The Association of Sculptors of Victoria is an inclusive, not-for-profit collective of contemporary artists whose purpose is to inspire,stimulate and advance the appreciation, creation, and exploration of three-dimensional art in society.

President's Message April 2008

Big Ideas
We are all familiar with the Angel of the North, Anthony Gormley’s twenty metre high, fifty-four metre wide figure standing on a hill near Gateshead in the north of England. Modelled on Gormley’s own body it is possibly the most notable achievement of immortality, a notion the sculptor would have had, if only sardonically, at the back of his mind. Its wings stretch out as if to embrace the surrounding country and its people, and welcome visitors to the area. They also expose his body thereby earning the more prosaic title of the Gateshead Flasher. Ten years after its installation the controversy has all but died away, its economic outlay of around a million pounds ($2.5M) being handsomely returned by way of the overseas tourist dollar and the more intangible international prestige.

Now we can look forward to the Angel of the South as it has become known. At a somewhat desolate area in north Kent that was all but abandoned after the mines closed, a train station known as Ebbsfleet has been built. This is part of a huge regeneration project. A large interchange for the continental trains, that is all there is at the moment, would not seem to warrant the erection of a sculpture forty to fifty metres high that can be seen for twenty miles, but that is what is planned; as well as a new town of 10 000 homes with all its infrastructure. This sculpture will be seen by 40 million people each year, by train, by car and on foot. The commissioning of this landmark sculpture, with a budget of $5million to get it started, has been underway for a couple of years, the finalists of Richard Deacon, Christopher Le Brun, Mark Wallinger, Rachel Whiteread and, the only non-Brit, Daniel Buren, were given three months to produce their proposals (Google them up). The winner may well be announced before this goes to print.

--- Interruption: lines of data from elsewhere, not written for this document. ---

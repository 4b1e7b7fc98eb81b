//! Authentication endpoints

use axum::extract::{Extension, State};
use axum::routing::{get, post};
use axum::{Json, Router};
use http::HeaderMap;
use serde::{Deserialize, Serialize};
use shared::util::verify_password;
use shared::{ApiResponse, AppError, AppResult};

use crate::auth::{Claims, CurrentUser};
use crate::loginlog;
use crate::oplog::client_ip;
use crate::state::AppState;
use crate::{db, rbac::DataScope};

pub fn router() -> Router<AppState> {
    Router::new()
        .route("/api/v1/auth/login", post(login))
        .route("/api/v1/auth/logout", post(logout))
        .route("/api/v1/auth/me", get(me))
}

#[derive(Debug, Deserialize)]
struct LoginRequest {
    username: String,
    password: String,
}

#[derive(Debug, Serialize)]
struct LoginResponse {
    token: String,
    /// Unix timestamp seconds
    expires_at: i64,
}

/// POST /api/v1/auth/login
///
/// A disabled account can still authenticate; it is rejected with 403 at
/// authorization time, so the distinction between "bad password" and
/// "disabled" is not leaked here.
async fn login(
    State(state): State<AppState>,
    headers: HeaderMap,
    Json(payload): Json<LoginRequest>,
) -> AppResult<ApiResponse<LoginResponse>> {
    let ip = client_ip(&headers);
    let user_agent = headers
        .get(http::header::USER_AGENT)
        .and_then(|h| h.to_str().ok())
        .map(str::to_string);

    let credentials = db::users::find_credentials(&state.pool, &payload.username).await?;

    let Some(credentials) = credentials else {
        loginlog::record(
            state.pool.clone(),
            payload.username.clone(),
            false,
            ip,
            user_agent,
            Some("unknown user".into()),
        );
        return Err(AppError::invalid_credentials());
    };

    if !verify_password(&payload.password, &credentials.password_hash) {
        loginlog::record(
            state.pool.clone(),
            payload.username.clone(),
            false,
            ip,
            user_agent,
            Some("wrong password".into()),
        );
        return Err(AppError::invalid_credentials());
    }

    let issued = state.tokens.issue(credentials.id)?;

    tracing::info!(user_id = credentials.id, username = %payload.username, "Login");
    loginlog::record(
        state.pool.clone(),
        payload.username,
        true,
        ip,
        user_agent,
        None,
    );

    Ok(ApiResponse::success(LoginResponse {
        token: issued.token,
        expires_at: issued.expires_at,
    }))
}

/// POST /api/v1/auth/logout
///
/// Revokes the current session; the token stops verifying immediately.
async fn logout(
    State(state): State<AppState>,
    Extension(claims): Extension<Claims>,
    user: CurrentUser,
) -> AppResult<ApiResponse<()>> {
    state.tokens.revoke(&claims).await?;
    tracing::info!(user_id = user.id, username = %user.username, "Logout");
    Ok(ApiResponse::ok())
}

#[derive(Debug, Serialize)]
struct Profile {
    id: i64,
    username: String,
    dept_id: Option<i64>,
    superuser: bool,
    permissions: Vec<String>,
    /// "all" | "depts" | "self"
    scope: &'static str,
    scope_depts: Option<Vec<i64>>,
}

/// GET /api/v1/auth/me
async fn me(user: CurrentUser) -> AppResult<ApiResponse<Profile>> {
    let mut permissions: Vec<String> = user.snapshot.permissions.iter().cloned().collect();
    permissions.sort();

    let (scope, scope_depts) = match user.scope() {
        DataScope::All => ("all", None),
        DataScope::Depts(depts) => ("depts", Some(depts.iter().copied().collect())),
        DataScope::SelfOnly => ("self", None),
    };

    Ok(ApiResponse::success(Profile {
        id: user.id,
        username: user.username.clone(),
        dept_id: user.dept_id,
        superuser: user.superuser,
        permissions,
        scope,
        scope_depts,
    }))
}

At the other end of the sculptural scale, and this too in England, a country not known historically for its extremes, is the work of Willard Wigan (another Google search). A gallery showing his work looks like a medical laboratory; the rows of microscopes on benches around the room giving it more the air of the school stinks lab. than a sanctum of art. Peering into the 3D lenses reveals a world in miniature. To answer the perhaps rhetorical question, How many angels can dance on the head of a pin?, Willard would reply, Well, quite a few really: And inside the eye of a needle? Henry the Eighth and his Six Wives!

These sculptures are invisible to the naked eye; and liable to loss by inhalation, as was Snow White. Although sometimes he starts with a fleck of gold or diamond he mostly carves them from tiny pieces of nylon and puts the finishing touch of paint with a hair from the head of a house fly.

A collection of 70 of his pieces that you would hardly notice in the palm of your hand was insured by Lloyds for nearly $30million which makes the Angel of the North look ridiculously cheap. Big ideas come in all shapes sizes; I look forward to seeing your big idea in our Annual Show in September.